- _DATASET EXTRACT_
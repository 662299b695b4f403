//! One sync run: mirror labelled cards onto the weekly board, keep completion
//! in step on both sides, and tear down mirrors whose label went away.

mod cleanup;
mod discover;
mod labels;
mod mirror;
mod status;


use anyhow::Result;
use std::collections::HashMap;
use tracing::{error, info, warn};

use crate::config::{ListRoles, SyncConfig};
use crate::logging::section;
use crate::model::card::Card;
use crate::model::mapping::MappingTable;
use crate::store::MappingStore;
use crate::trello::{ApiError, ApiResult, BoardService};

#[derive(Debug, Default, Clone, PartialEq, Eq)]
pub struct SyncStats {
    pub pulled: usize,
    pub synced: usize,
    pub removed: usize,
    pub errors: usize,
}

/// Result of a single card lookup.
#[derive(Debug, Clone)]
pub enum CardLookup {
    Found(Card),
    /// Trello answered 404.
    Gone,
    /// Any other failure; the card's fate is unknown this run.
    Unavailable,
}

impl CardLookup {
    pub fn card(&self) -> Option<&Card> {
        match self {
            CardLookup::Found(card) => Some(card),
            _ => None,
        }
    }
}

/// Everything a run mutates. Steps borrow it in turn and the run hands it back at the end.
#[derive(Debug, Default)]
pub struct RunContext {
    pub table: MappingTable,
    pub stats: SyncStats,
    /// Weekly-board label ids by name, `None` when resolution failed this run.
    labels: HashMap<String, Option<String>>,
}

impl RunContext {
    pub fn new(table: MappingTable) -> Self {
        Self {
            table,
            ..Default::default()
        }
    }

    /// Logs and counts a failed request, handing back the value on success.
    pub fn settle<T>(&mut self, result: ApiResult<T>) -> Option<T> {
        match result {
            Ok(value) => Some(value),
            Err(e) => {
                self.record(&e);
                None
            }
        }
    }

    fn record(&mut self, e: &ApiError) {
        error!("API request failed: {e}");
        self.stats.errors += 1;
    }
}

pub struct SyncOutcome {
    pub stats: SyncStats,
    /// Set when a step aborted the run or the mapping file could not be written.
    pub failure: Option<anyhow::Error>,
}

impl SyncOutcome {
    pub fn succeeded(&self) -> bool {
        self.failure.is_none() && self.stats.errors == 0
    }
}

pub struct Reconciler<'a> {
    service: &'a dyn BoardService,
    config: &'a SyncConfig,
}

impl<'a> Reconciler<'a> {
    pub fn new(service: &'a dyn BoardService, config: &'a SyncConfig) -> Self {
        Self { service, config }
    }

    /// Runs every step and persists the mapping table, even after a step fails.
    pub async fn run(&self, store: &MappingStore) -> Result<SyncOutcome> {
        let table = store.load()?;
        info!(
            "WEEKLY MILESTONE SYNC STARTED {}",
            chrono::Local::now().format("%Y-%m-%d %H:%M:%S")
        );

        let mut ctx = RunContext::new(table);
        let mut failure = self.run_steps(&mut ctx).await.err();
        if let Some(e) = &failure {
            error!("Unexpected error: {e:?}");
        }

        let RunContext {
            mut table, stats, ..
        } = ctx;
        if let Err(e) = store.save(&mut table) {
            error!("Failed to save mapping: {e:#}");
            failure.get_or_insert(e);
        }

        log_summary(&stats, table.len());
        Ok(SyncOutcome { stats, failure })
    }

    async fn run_steps(&self, ctx: &mut RunContext) -> Result<()> {
        let lists = self.resolve_lists(ctx).await;
        self.pull_cards(&lists, ctx).await?;
        self.sync_status_changes(&lists, ctx).await?;
        self.cleanup_removed_labels(ctx).await;
        Ok(())
    }

    /// Configured roles win; otherwise they are read off the weekly board's list names.
    async fn resolve_lists(&self, ctx: &mut RunContext) -> ListRoles {
        if let Some(lists) = &self.config.lists {
            return lists.clone();
        }
        let fetched = self
            .service
            .board_lists(&self.config.weekly_board_id)
            .await;
        match ctx.settle(fetched) {
            Some(lists) => ListRoles::derive(&lists),
            None => {
                warn!("Could not get board lists, list roles unresolved");
                ListRoles::default()
            }
        }
    }

    async fn lookup_card(&self, card_id: &str, ctx: &mut RunContext) -> CardLookup {
        match self.service.get_card(card_id).await {
            Ok(card) => CardLookup::Found(card),
            Err(e) => {
                let gone = e.is_not_found();
                ctx.record(&e);
                if gone {
                    CardLookup::Gone
                } else {
                    CardLookup::Unavailable
                }
            }
        }
    }
}

fn log_summary(stats: &SyncStats, mapped: usize) {
    section("SYNC SUMMARY");
    info!("Cards Pulled: {}", stats.pulled);
    info!("Status Synced: {}", stats.synced);
    info!("Cards Removed: {}", stats.removed);
    info!("Errors: {}", stats.errors);
    info!("Total Mapped Cards: {mapped}");
}
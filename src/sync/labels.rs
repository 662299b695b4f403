use tracing::{info, warn};

use super::{Reconciler, RunContext};
use crate::config::TRIGGER_LABEL_COLOR;

/// Provenance label colors, handed out by how many labels the weekly board already has.
pub const PALETTE: [&str; 10] = [
    "blue", "green", "yellow", "orange", "red", "purple", "pink", "lime", "sky", "black",
];

pub fn palette_color(existing_labels: usize) -> &'static str {
    PALETTE[existing_labels % PALETTE.len()]
}

enum LabelColor {
    Fixed(&'static str),
    Palette,
}

impl Reconciler<'_> {
    /// Label on the weekly board naming the board a mirrored card came from.
    pub(super) async fn provenance_label(
        &self,
        board_name: &str,
        ctx: &mut RunContext,
    ) -> Option<String> {
        self.weekly_label(board_name, LabelColor::Palette, ctx).await
    }

    /// The trigger label as it exists on the weekly board.
    pub(super) async fn weekly_trigger_label(&self, ctx: &mut RunContext) -> Option<String> {
        let name = self.config.trigger_label.clone();
        self.weekly_label(&name, LabelColor::Fixed(TRIGGER_LABEL_COLOR), ctx)
            .await
    }

    /// Finds a weekly-board label by exact name or creates it. The answer is
    /// cached for the rest of the run, failures included.
    async fn weekly_label(
        &self,
        name: &str,
        color: LabelColor,
        ctx: &mut RunContext,
    ) -> Option<String> {
        if let Some(cached) = ctx.labels.get(name) {
            return cached.clone();
        }

        let board_id = &self.config.weekly_board_id;
        let resolved = match ctx.settle(self.service.board_labels(board_id).await) {
            Some(existing) => match existing.iter().find(|l| l.name == name) {
                Some(label) => Some(label.id.clone()),
                None => {
                    let color = match color {
                        LabelColor::Fixed(c) => c,
                        LabelColor::Palette => palette_color(existing.len()),
                    };
                    let created = self.service.create_label(board_id, name, color).await;
                    let id = ctx.settle(created).map(|l| l.id);
                    if id.is_some() {
                        info!("Created label '{name}' ({color}) on Weekly board");
                    }
                    id
                }
            },
            None => {
                warn!("Could not read Weekly board labels, not creating '{name}'");
                None
            }
        };

        ctx.labels.insert(name.to_string(), resolved.clone());
        resolved
    }
}
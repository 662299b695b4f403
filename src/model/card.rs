use serde::{Deserialize, Serialize};

#[derive(Debug, Clone, PartialEq, Eq, Serialize, Deserialize)]
pub struct Board {
    pub id: String,
    pub name: String,
}

#[derive(Debug, Clone, PartialEq, Eq, Serialize, Deserialize)]
pub struct BoardList {
    pub id: String,
    pub name: String,
}

#[derive(Debug, Clone, PartialEq, Eq, Serialize, Deserialize)]
pub struct Label {
    pub id: String,
    /// Trello leaves the default color-only labels unnamed.
    #[serde(default)]
    pub name: String,
    #[serde(default)]
    pub color: Option<String>,
}

#[derive(Debug, Clone, Serialize, Deserialize)]
#[serde(rename_all = "camelCase")]
pub struct Card {
    pub id: String,
    pub name: String,
    #[serde(default)]
    pub desc: String,
    #[serde(default)]
    pub due: Option<String>,
    pub id_list: String,
    #[serde(default)]
    pub id_board: Option<String>,
    #[serde(default)]
    pub labels: Vec<Label>,
    #[serde(default)]
    pub id_members: Vec<String>,
    #[serde(default)]
    pub closed: bool,
    #[serde(default, skip_serializing_if = "Option::is_none")]
    pub short_url: Option<String>,
    #[serde(default, skip_serializing_if = "Option::is_none")]
    pub url: Option<String>,
}

impl Card {
    pub fn has_label(&self, name: &str) -> bool {
        self.labels.iter().any(|l| l.name == name)
    }

    /// Short link when Trello returned one, the long url otherwise.
    pub fn link(&self) -> &str {
        self.short_url
            .as_deref()
            .or(self.url.as_deref())
            .unwrap_or_default()
    }
}

/// Parameters for a card created on the weekly board.
#[derive(Debug, Clone, PartialEq, Eq)]
pub struct NewCard {
    pub list_id: String,
    pub name: String,
    pub desc: String,
    pub due: Option<String>,
}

- _PROBLEM DESCRIPTION_
Look at the material above and copy, word for word, its lines from the first through the one containing "use crate::logging::section;".

- _FINISHED TASK_
repository 662299b695b4f403
//! One sync run: mirror labelled cards onto the weekly board, keep completion
//! in step on both sides, and tear down mirrors whose label went away.

mod cleanup;
mod discover;
mod labels;
mod mirror;
mod status;


use anyhow::Result;
use std::collections::HashMap;
use tracing::{error, info, warn};

use crate::config::{ListRoles, SyncConfig};
use crate::logging::section;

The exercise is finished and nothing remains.